At the mention of her son, Baek-mae’s initial stunned silence gives way to cynicism; she flatly denies the truth even as Gu Ja-myung’s recites her past, of how she was forced to give up her baby. To convince her, Gu tells her how her son wasn’t reared gently but left out to die in the cold. Luckily, he was rescued and grew up with the name Iljimae; also, Gu may have found him.

Baek-mae reacts with a mix of hope and despair — how can she be sure that he’s found the right person, that Iljimae is her son? When Gu Ja-myung recites the poem she had left with the baby, she finally believes him, although she is overwhelmed with guilt at the thought that she had been wrong all these years, thinking her son was given a safe and comfortable upbringing.

I love this shot of Soo-ryun below as she stays at a respectful distance; it’s all in the eyes. She overhears as Gu agrees to Baek-mae’s request to arrange a meeting with her son, and then looks on in stricken silence when Gu adds, “And when I bring Ilijmae to you, I would like to become his father.”

The admission takes Baek-mae by surprise; he continues, “Let me care for you and Iljimae.” Baek-mae thinks he’s pitying her, finding it difficult to believe he has harbored feelings over 20 years.

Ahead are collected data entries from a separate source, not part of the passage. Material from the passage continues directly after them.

//! Talk command: run one voice support session on the default devices.
//!
//! Wires the cpal microphone and speaker, the websocket transport and a
//! conversation log to a [`VoiceChat`], then renders live state until the user
//! presses Ctrl+C, the time limit expires or the service ends the session.

use crate::audio::device::{CpalInput, CpalOutput};
use crate::chat::Conversation;
use crate::cli::TalkArgs;
use crate::config::Config;
use crate::error::Result;
use crate::live::transcript::{ChannelTurnSink, Turn};
use crate::live::{SessionParts, VoiceChat, WebSocketTransport};
use crate::output::{clear_line, print_message, render_live};
use std::sync::Arc;

/// Apply CLI overrides on top of the loaded configuration.
pub fn apply_talk_overrides(config: &mut Config, args: &TalkArgs) {
    if let Some(device) = &args.device {
        config.audio.input_device = Some(device.clone());
    }
    if let Some(device) = &args.output_device {
        config.audio.output_device = Some(device.clone());
    }
    if let Some(voice) = &args.voice {
        config.session.voice = voice.clone();
    }
    if let Some(model) = &args.model {
        config.session.model = model.clone();
    }
}

/// Run the talk command.
///
/// # Arguments
/// * `config` - Base configuration (overridden by CLI args)
/// * `args` - Device, voice, model and duration overrides
/// * `quiet` - Suppress status messages and the live line
pub async fn run_talk_command(mut config: Config, args: TalkArgs, quiet: bool) -> Result<()> {
    apply_talk_overrides(&mut config, &args);
    config.validate()?;
    let transport = WebSocketTransport::from_config(&config)?;

    let (turns, mut turn_rx) = ChannelTurnSink::new();
    let chat = VoiceChat::spawn(
        &config,
        SessionParts {
            input: Box::new(CpalInput::new(
                config.audio.input_device.as_deref(),
                config.audio.input_sample_rate,
            )),
            output: Box::new(CpalOutput::new(config.audio.output_device.as_deref())),
            transport: Arc::new(transport),
            turns: Box::new(turns),
        },
    );

    let mut conversation = Conversation::new();
    if !quiet {
        for message in conversation.messages() {
            print_message(message);
        }
        eprintln!("Connecting to {}...", config.session.model);
    }

    if let Err(e) = chat.start_session().await {
        note(&mut conversation, &format!("Connection error: {}", e), quiet);
        chat.shutdown().await;
        return Err(e);
    }
    if !quiet {
        eprintln!("Connected. Speak to PapayaBot, Ctrl+C to hang up.");
    }

    let mut state_rx = chat.subscribe();
    let ctrl_c = tokio::signal::ctrl_c();
    tokio::pin!(ctrl_c);
    let max_duration = args.max_duration;
    let deadline = async move {
        match max_duration {
            Some(limit) => tokio::time::sleep(limit).await,
            None => std::future::pending::<()>().await,
        }
    };
    tokio::pin!(deadline);

    loop {
        tokio::select! {
            result = &mut ctrl_c => {
                result?;
                break;
            }
            _ = &mut deadline => {
                tracing::info!("Session time limit reached");
                break;
            }
            Some(turn) = turn_rx.recv() => {
                record_turn(&mut conversation, turn, quiet);
            }
            changed = state_rx.changed() => {
                if changed.is_err() {
                    break;
                }
                let state = state_rx.borrow_and_update().clone();
                if !state.is_active && !state.is_connecting {
                    note(&mut conversation, "Session ended by the service.", quiet);
                    break;
                }
                if !quiet {
                    render_live(&state);
                }
            }
        }
    }

    if !quiet {
        clear_line();
        eprintln!("Hanging up...");
    }
    chat.shutdown().await;
    while let Ok(turn) = turn_rx.try_recv() {
        record_turn(&mut conversation, turn, quiet);
    }

    if !quiet {
        eprintln!("{} turn(s) recorded.", conversation.turn_count());
    }
    Ok(())
}

/// Record a status line in the conversation and show it.
fn note(conversation: &mut Conversation, text: &str, quiet: bool) {
    conversation.push_system(text);
    if quiet {
        return;
    }
    clear_line();
    if let Some(message) = conversation.messages().last() {
        print_message(message);
    }
}

fn record_turn(conversation: &mut Conversation, turn: Turn, quiet: bool) {
    if !conversation.record_turn(&turn.user, &turn.model) {
        tracing::debug!("Skipping turn without user speech");
        return;
    }
    if !quiet {
        clear_line();
    }
    let recorded = conversation.messages();
    for message in &recorded[recorded.len().saturating_sub(2)..] {
        print_message(message);
    }
}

Gu assures her that he’s in earnest: “I may have just seen you once twenty years ago, but in these twenty years, not a day went by that I did not think of you.”

Baek-mae answers pessimistically that it’s too late now, since she’s fallen so low — she doesn’t want to fool herself into thinking happiness exists when it doesn’t. Gu replies, “Happiness isn’t gone, it’s hanging on right here.”

He asks for an answer before he leaves. Baek-mae asks for time to think while he finds her son. When she has made up her mind, she will send word.

Back in Hanyang, Iljimae kicks off his career in noble thievery, and I mean “noble” in both senses of the word. Targeting corrupt noblemen and government officials, Iljimae sneaks into their homes at night and steals their ill-gotten gains.

Nobody knows who is behind the robberies, as the only marker of the thief’s activities is the golden plum blossom stalk he leaves behind as his calling card.

Bae Sun-dal worries that the defeat of the two largest band of bandits means that Iljimae will go into hiding or retirement, and worries that his Iljimae Jeon (chronicle of Iljimae) is over.

However, Cha-dol bursts in excitedly, bearing promising news of a new thief who is just coming to light — one who only robs from the immoral rich and leaves behind a golden plum branch. It must be Iljimae!

This following series of scenes depicts the plight of the downtrodden and poor, such as families who can’t afford to buy food or medicine, or to pay the proper filial respects to their deceased ancestors.

Iljimae sees their struggles and anonymously leaves a string of money and a golden plum branch outside each household, which they discover joyously. Word spreads that their unseen benefactor is the generous Iljimae (whom they all refer to as “Iljimae-nim” as a term of respect).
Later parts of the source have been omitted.